== Segment start ==

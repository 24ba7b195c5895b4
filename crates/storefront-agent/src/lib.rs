// SPDX-FileCopyrightText: 2026 Storefront Contributors
// SPDX-License-Identifier: MIT OR Apache-2.0

//! Conversation handling and order recovery for the Storefront commerce channel.
//!
//! [`Storefront`] wires the pieces that share a storage adapter, a transport,
//! and a shutdown token:
//! - [`MessageInterpreter`] turns customer texts into replies and orders
//! - [`RecoveryWorker`] reminds customers about stalled orders
//! - [`AdminActions`] exposes operator triggers
//! - [`DispatchClient`] retries outbound sends for all of them

pub mod admin;
pub mod dispatch;
pub mod interpreter;
pub mod matcher;
pub mod menu;
pub mod recovery;
pub mod shutdown;

use std::sync::Arc;

use storefront_config::model::StorefrontConfig;
use storefront_core::{MessagingTransport, StorageAdapter};
use tokio_util::sync::CancellationToken;
use tracing::info;

pub use admin::AdminActions;
pub use dispatch::{DispatchClient, DispatchOutcome, RetryPolicy};
pub use interpreter::{InterpretOutcome, MessageInterpreter};
pub use recovery::{RecoveryWorker, TickReport};

/// The assembled channel: one dispatch client shared by every component.
pub struct Storefront {
    pub interpreter: Arc<MessageInterpreter>,
    pub recovery: Arc<RecoveryWorker>,
    pub admin: Arc<AdminActions>,
    pub dispatch: Arc<DispatchClient>,
}

impl Storefront {
    /// Build every component over an already-initialized storage adapter.
    pub fn new(
        config: &StorefrontConfig,
        storage: Arc<dyn StorageAdapter>,
        transport: Arc<dyn MessagingTransport>,
        cancel: CancellationToken,
    ) -> Self {
        let dispatch = Arc::new(
            DispatchClient::new(transport, RetryPolicy::from(&config.dispatch))
                .with_cancellation(cancel),
        );
        let interpreter = Arc::new(MessageInterpreter::new(
            storage.clone(),
            dispatch.clone(),
            config.storefront.currency_symbol.clone(),
        ));
        let recovery = Arc::new(RecoveryWorker::new(
            storage.clone(),
            dispatch.clone(),
            config.recovery.clone(),
        ));
        let admin = Arc::new(AdminActions::new(
            storage,
            dispatch.clone(),
            recovery.clone(),
            config.recovery.clone(),
            config.storefront.currency_symbol.clone(),
        ));

        info!(
            agent_name = config.agent.name.as_str(),
            max_attempts = dispatch.policy().max_attempts,
            "storefront initialized"
        );

        Self {
            interpreter,
            recovery,
            admin,
            dispatch,
        }
    }
}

== Segment end ==

WORK INSTRUCTION:
Find the word "AdminActions" in the listing and copy each line that contains it.

TASK RESULT:
//! - [`AdminActions`] exposes operator triggers
pub use admin::AdminActions;
    pub admin: Arc<AdminActions>,
        let admin = Arc::new(AdminActions::new(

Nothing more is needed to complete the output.